On Still Being a Virgin
When the sexual revolution began in the 1960s, there was a standard understanding of what should happen: ‘sexual liberation’ would mean that people would be freed to have more of the sort of sex they really liked, that is, with more partners and with less embarrassment.
But what was overlooked is that this kind of sexual liberation might, along the way, create its own restrictions, taboos and, so to speak, varieties of imprisonment. The people targeted would not be those who wanted to have more sex but those who – for a variety of reasons – either didn’t want to, or weren’t able to, have the amount of sex now strongly deemed so-called ‘normal’.
Sexual liberation, while driven by a desire to free us of moralistic judgement, ended up – quite unwittingly – putting us in a new kind of straightjacket, insisting not that we have no sex, as moralists of old had thundered, but that we feel wholly at ease around the prospect of making love frequently and diversely.

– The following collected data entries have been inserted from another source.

// Copyright (C) 2023 Felix Huettner
//
// This file is part of DTRD.
//
// DTRD is free software: you can redistribute it and/or modify
// it under the terms of the GNU General Public License as published by
// the Free Software Foundation, either version 3 of the License, or
// (at your option) any later version.
//
// DTRD is distributed in the hope that it will be useful,
// but WITHOUT ANY WARRANTY; without even the implied warranty of
// MERCHANTABILITY or FITNESS FOR A PARTICULAR PURPOSE.  See the
// GNU General Public License for more details.
//
// You should have received a copy of the GNU General Public License
// along with this program.  If not, see <https://www.gnu.org/licenses/>.

use log::warn;

use crate::{
    SerializationError,
    block::CanonicalBlock,
    blockflags::BlockFlags,
    primaryblock::PrimaryBlock,
    security::{IntegrityScopeFlags, SecurityError},
};

/// Header fields of a block as they go into the plaintext: block type,
/// block number and block processing flags.
pub type BlockHeader = (u64, u64, BlockFlags);

/// Builds the integrity-protected plaintext for one security target.
///
/// The plaintext always starts with the encoded scope flags, followed by
/// the optional primary block, target header and security header as
/// selected by the flags, and ends with the target block's content. A
/// scope that asks for the primary block when none is supplied leaves it
/// out.
pub fn build(
    scope_flags: IntegrityScopeFlags,
    primary_block: Option<&PrimaryBlock>,
    security_header: Option<BlockHeader>,
    target: &CanonicalBlock,
) -> Result<Vec<u8>, SecurityError> {
    let mut ippt = serde_cbor::to_vec(&scope_flags).map_err(SerializationError::Cbor)?;

    if scope_flags.contains(IntegrityScopeFlags::INCLUDE_PRIMARY_BLOCK) {
        if let Some(primary_block) = primary_block {
            ippt.extend(serde_cbor::to_vec(primary_block).map_err(SerializationError::Cbor)?);
        } else {
            warn!("integrity scope covers the primary block but none was supplied, skipping it");
        }
    }

    if scope_flags.contains(IntegrityScopeFlags::INCLUDE_TARGET_HEADER) {
        ippt.extend(header_bytes((
            target.block.block_type(),
            target.block_number,
            target.block_flags,
        ))?);
    }

    if scope_flags.contains(IntegrityScopeFlags::INCLUDE_SECURITY_HEADER) {
        if let Some(header) = security_header {
            ippt.extend(header_bytes(header)?);
        }
    }

    ippt.extend(target.block.data_bytes()?);
    Ok(ippt)
}

fn header_bytes(header: BlockHeader) -> Result<Vec<u8>, SerializationError> {
    let (block_type, block_number, block_flags) = header;
    let mut bytes = serde_cbor::to_vec(&block_type)?;
    bytes.extend(serde_cbor::to_vec(&block_number)?);
    bytes.extend(serde_cbor::to_vec(&block_flags)?);
    Ok(bytes)
}

#[cfg(test)]
mod tests {
    use crate::{
        block::{Block, CanonicalBlock, payload_block::PayloadBlock},
        blockflags::BlockFlags,
        bundleflags::BundleFlags,
        crc::CRCType,
        endpoint::Endpoint,
        primaryblock::{PrimaryBlock, PrimaryBlockBuilder},
        security::{IntegrityScopeFlags, SecurityError, ippt},
        time::{CreationTimestamp, DtnTime},
    };

    fn get_primary_block() -> PrimaryBlock {
        PrimaryBlockBuilder::new()
            .destination_endpoint(Endpoint::new("dtn://dst/").unwrap())
            .source_node(Endpoint::new("dtn://src/").unwrap())
            .bundle_processing_flags(BundleFlags::empty())
            .creation_timestamp(CreationTimestamp {
                creation_time: DtnTime { timestamp: 1000 },
                sequence_number: 0,
            })
            .build()
            .unwrap()
    }

    fn get_payload_block() -> CanonicalBlock {
        CanonicalBlock {
            block: Block::Payload(PayloadBlock {
                data: vec![0xCA, 0xFE],
            }),
            block_number: 1,
            block_flags: BlockFlags::empty(),
            crc: CRCType::NoCRC,
        }
    }

    #[test]
    fn starts_with_scope_flags() -> Result<(), SecurityError> {
        let primary = get_primary_block();
        let payload = get_payload_block();
        for scope in [
            IntegrityScopeFlags::empty(),
            IntegrityScopeFlags::INCLUDE_PRIMARY_BLOCK,
            IntegrityScopeFlags::all(),
        ] {
            let ippt = ippt::build(scope, Some(&primary), Some((11, 2, BlockFlags::empty())), &payload)?;
            assert_eq!(ippt[0] as u16, scope.bits());
        }
        Ok(())
    }

    #[test]
    fn empty_scope_is_flags_plus_content() -> Result<(), SecurityError> {
        let payload = get_payload_block();
        let ippt = ippt::build(IntegrityScopeFlags::empty(), None, None, &payload)?;
        assert_eq!(ippt, [0x00, 0xCA, 0xFE]);
        Ok(())
    }

    #[test]
    fn headers_are_bare_concatenations() -> Result<(), SecurityError> {
        let payload = get_payload_block();
        let scope =
            IntegrityScopeFlags::INCLUDE_TARGET_HEADER | IntegrityScopeFlags::INCLUDE_SECURITY_HEADER;
        let ippt = ippt::build(scope, None, Some((11, 2, BlockFlags::empty())), &payload)?;
        // scope, target header (1, 1, 0), security header (11, 2, 0), content
        assert_eq!(
            ippt,
            [0x06, 0x01, 0x01, 0x00, 0x0B, 0x02, 0x00, 0xCA, 0xFE]
        );
        Ok(())
    }

    #[test]
    fn missing_primary_is_skipped() -> Result<(), SecurityError> {
        let primary = get_primary_block();
        let payload = get_payload_block();
        let with = ippt::build(
            IntegrityScopeFlags::INCLUDE_PRIMARY_BLOCK,
            Some(&primary),
            None,
            &payload,
        )?;
        let without = ippt::build(
            IntegrityScopeFlags::INCLUDE_PRIMARY_BLOCK,
            None,
            None,
            &payload,
        )?;
        assert!(with.len() > without.len());
        assert_eq!(without, [0x01, 0xCA, 0xFE]);
        Ok(())
    }
}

It now became as shameful to admit that one wasn’t having sex as it had once been shameful to say, outside of marriage, that one was. Stigma continued, shame too, they just changed their targets.
At the heart of this newly stigmatised group, there was a figure of particular mockery and opprobrium: the belated virgin, someone who has by accident or design reached their 20s and still not yet been to bed with anyone.
This shame has nothing to do with statistics. Surveys estimate that as many as 15% of the population between 20 and 25 remain virgins. The point isn’t how many virgins there are – there are clearly many – but rather the extent to which they have been made to feel wretched and inadequate.
The goal of true sexual liberation, the sort we should all be interested in, is not to shift stigma around, it is to remove all stigma around all consensual sexual choices. True liberation means liberating us not just to have sex a lot, with different partners, in ecstatic clinches, but also to not have sex or to have sex quite late on or, for that matter, to have bad or inept or clumsy sex – and never to feel bad on this account. True sexual liberation should liberate us not just to be athletic and tantric and polyecstatic – but also to be weird, reclusive, interestingly shy, intelligently embarrassed and about as peculiar as we want to be – and still retain the right to honour and like ourselves.
What we should aim for is to build a society where we finally stop suffering so intensely around our sexuality, even if that sexuality means we don’t want to, or haven’t yet managed to, have sex. That, and only that, will mean true liberation.